• _How to complete this task_:
Each of the entries below should be written out exactly as it reads.

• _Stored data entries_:
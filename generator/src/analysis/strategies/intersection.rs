//! Intersections: object-shaped parts are merged into one property list
//!
//! A later part's property replaces an earlier one of the same name but keeps
//! the earlier position. Parts that do not analyze to an object contribute
//! nothing; if no part does, the strategy declines.

use error_stack::Report;
use indexmap::IndexMap;

use super::AnalysisStrategy;
use crate::analysis::{AnalysisRequest, PropertyInfo, PropertyShape, TypeAnalyzer};
use crate::error::{Error, Result};
use crate::syntax::TypeExpr;

pub struct IntersectionStrategy;

impl AnalysisStrategy for IntersectionStrategy {
    fn can_handle(&self, expr: &TypeExpr) -> bool { matches!(expr, TypeExpr::Intersection(_)) }

    fn analyze(
        &self,
        request: &AnalysisRequest<'_>,
        analyzer: &TypeAnalyzer,
    ) -> Result<Option<PropertyInfo>> {
        let TypeExpr::Intersection(parts) = request.expr else {
            return Ok(None);
        };
        if parts.is_empty() {
            return Err(Report::new(Error::failed_to(
                "analyze intersection",
                format!("'{}' has no members", request.name),
            )));
        }

        let mut merged: IndexMap<String, PropertyInfo> = IndexMap::new();
        let mut found_object = false;
        for part in parts {
            let info = analyzer.analyze(request.redirect(part, request.options.for_child(false)))?;
            if let PropertyShape::Properties(properties) = info.shape {
                found_object = true;
                for property in properties {
                    merged.insert(property.name.clone(), property);
                }
            }
        }

        if !found_object {
            return Ok(None);
        }
        Ok(Some(PropertyInfo::with_properties(
            request.name.clone(),
            request.expr.to_string(),
            merged.into_values().collect(),
        )))
    }
}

• _Reply_:
filename generator/src/analysis/strategies/intersection.rs
//! Intersections: object-shaped parts are merged into one property list
//!
//! A later part's property replaces an earlier one of the same name but keeps
//! the earlier position. Parts that do not analyze to an object contribute
//! nothing; if no part does, the strategy declines.

use error_stack::Report;
use indexmap::IndexMap;

use super::AnalysisStrategy;
use crate::analysis::{AnalysisRequest, PropertyInfo, PropertyShape, TypeAnalyzer};
use crate::error::{Error, Result};
use crate::syntax::TypeExpr;

pub struct IntersectionStrategy;

impl AnalysisStrategy for IntersectionStrategy {
    fn can_handle(&self, expr: &TypeExpr) -> bool { matches!(expr, TypeExpr::Intersection(_)) }

    fn analyze(
        &self,
        request: &AnalysisRequest<'_>,
        analyzer: &TypeAnalyzer,
    ) -> Result<Option<PropertyInfo>> {
        let TypeExpr::Intersection(parts) = request.expr else {
            return Ok(None);
        };
        if parts.is_empty() {
            return Err(Report::new(Error::failed_to(
                "analyze intersection",
                format!("'{}' has no members", request.name),
            )));
        }

        let mut merged: IndexMap<String, PropertyInfo> = IndexMap::new();
        let mut found_object = false;
        for part in parts {
            let info = analyzer.analyze(request.redirect(part, request.options.for_child(false)))?;
            if let PropertyShape::Properties(properties) = info.shape {
                found_object = true;
                for property in properties {
                    merged.insert(property.name.clone(), property);
                }
            }
        }

        if !found_object {
            return Ok(None);
        }
        Ok(Some(PropertyInfo::with_properties(
            request.name.clone(),
            request.expr.to_string(),
            merged.into_values().collect(),
        )))
    }
}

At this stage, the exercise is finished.